Vous pouvez utiliser un référentiel Git (qu'il soit hébergé sur Bitbucket ou non) comme référentiel d'artefacts, mais vous devez savoir que:

• Git a été initialement conçu comme un système de contrôle de version pour le code source , pas pour les (grandes) données binaires, et c'est toujours sa principale préoccupation. Il existe des extensions qui permettent de travailler efficacement avec de gros fichiers dans Git, par exemple Git LFS , mais quand même: Il n'est pas intégré au cœur de Git.
• Un référentiel d'artefacts approprié possède des fonctionnalités qu'un service basé sur Git ne peut pas facilement fournir. Par exemple, vous souhaitez probablement supprimer les anciens artefacts d'instantanés, une opération pour laquelle Git n'est pas conçu, mais ce qui est une fonctionnalité essentielle des référentiels d'artefacts. D'autres fonctionnalités de ce type sont décrites dans les réponses à la question Qu'est-ce qu'un référentiel d'artefacts? .

Ainsi, même si vous pouvez utiliser Git / Bitbucket comme référentiel d'artefacts, c'est un peu comme enfoncer une vis avec un marteau au lieu d'un tournevis.

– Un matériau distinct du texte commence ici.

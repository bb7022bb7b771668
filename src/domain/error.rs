//! Error types for the appdex catalog engine.
//!
//! This module defines the centralized error type [`CatalogError`] and a type alias
//! [`Result`] for convenient error handling throughout the crate. All errors are
//! implemented using the `thiserror` crate for automatic `Error` trait implementation.
//!
//! # Propagation policy
//!
//! Only a whole-source load failure is a hard, caller-visible error. Every other
//! failure mode in the pipeline is recovered locally with a defined fallback:
//! unparsable numeric fields coerce to 0, nameless rows are dropped, stale
//! exchange rates keep serving the cached value, and failed rate refreshes retain
//! the last-known-good table. Those soft conditions are logged, never raised.

use thiserror::Error;

/// The main error type for catalog engine operations.
///
/// This enum consolidates all hard error conditions that can occur, from CSV
/// loading to preference persistence and configuration parsing. Most variants
/// wrap underlying errors from external crates using `#[from]` for automatic
/// conversion.
#[derive(Debug, Error)]
pub enum CatalogError {
    /// The catalog source could not be fetched or was structurally unreadable.
    ///
    /// This is the only error surfaced for a load attempt: either the whole
    /// load succeeds (producing the set of valid records) or it fails cleanly
    /// with this variant. Partial results are never returned.
    #[error("Load error: {0}")]
    Load(String),

    /// Filesystem or I/O operation failed.
    ///
    /// Wraps errors from standard library I/O operations. Automatically converts
    /// from `std::io::Error` using the `#[from]` attribute.
    #[error("IO error: {0}")]
    Io(#[from] std::io::Error),

    /// Preference storage operation failed.
    ///
    /// Occurs when reading from or writing to the preference store fails.
    /// The string contains a description of what went wrong.
    #[error("Storage error: {0}")]
    Storage(String),

    /// Exchange-rate fetch failed.
    ///
    /// Produced by [`RateSource`](crate::currency::RateSource) implementations.
    /// The rate service never propagates this to its callers; it is logged and
    /// the previous rate table is retained.
    #[error("Rate fetch error: {0}")]
    RateFetch(String),

    /// Configuration is invalid or missing.
    ///
    /// Occurs when the configuration file cannot be read or parsed.
    /// The string describes the specific configuration problem.
    #[error("Configuration error: {0}")]
    Config(String),
}

/// A specialized `Result` type for catalog engine operations.
///
/// This is a type alias for `std::result::Result<T, CatalogError>` that simplifies
/// function signatures throughout the codebase.
pub type Result<T> = std::result::Result<T, CatalogError>;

Si vous stockez des fichiers apk dans le référentiel de Bitbucket, vous devez utiliser git ou le boucler pour cloner. Et si le repo privé vous avez besoin d'y avoir accès, de limiter la taille, etc.

Le référentiel logiciel est plus confortable pour stocker des fichiers binaires. Vous pouvez créer votre propre miroir de maven, google repos.

Vous pouvez utiliser des pipelines bitbucket pour déployer dans la section de téléchargement et y conserver vos artefacts. Voici un exemple de leur documentation

Comme d'autres l'ont dit, vous ne voudriez pas archiver les binaires dans git. Mais, Bitbucket propose une zone "Téléchargements" séparée par repo. Il s'agit d'une zone distincte, qui ne fait pas partie du dépôt git. Si vous utilisez Bitbucket Pipelines, vous pouvez même automatiser le déploiement dans la zone de téléchargement , si cela convient au flux de travail.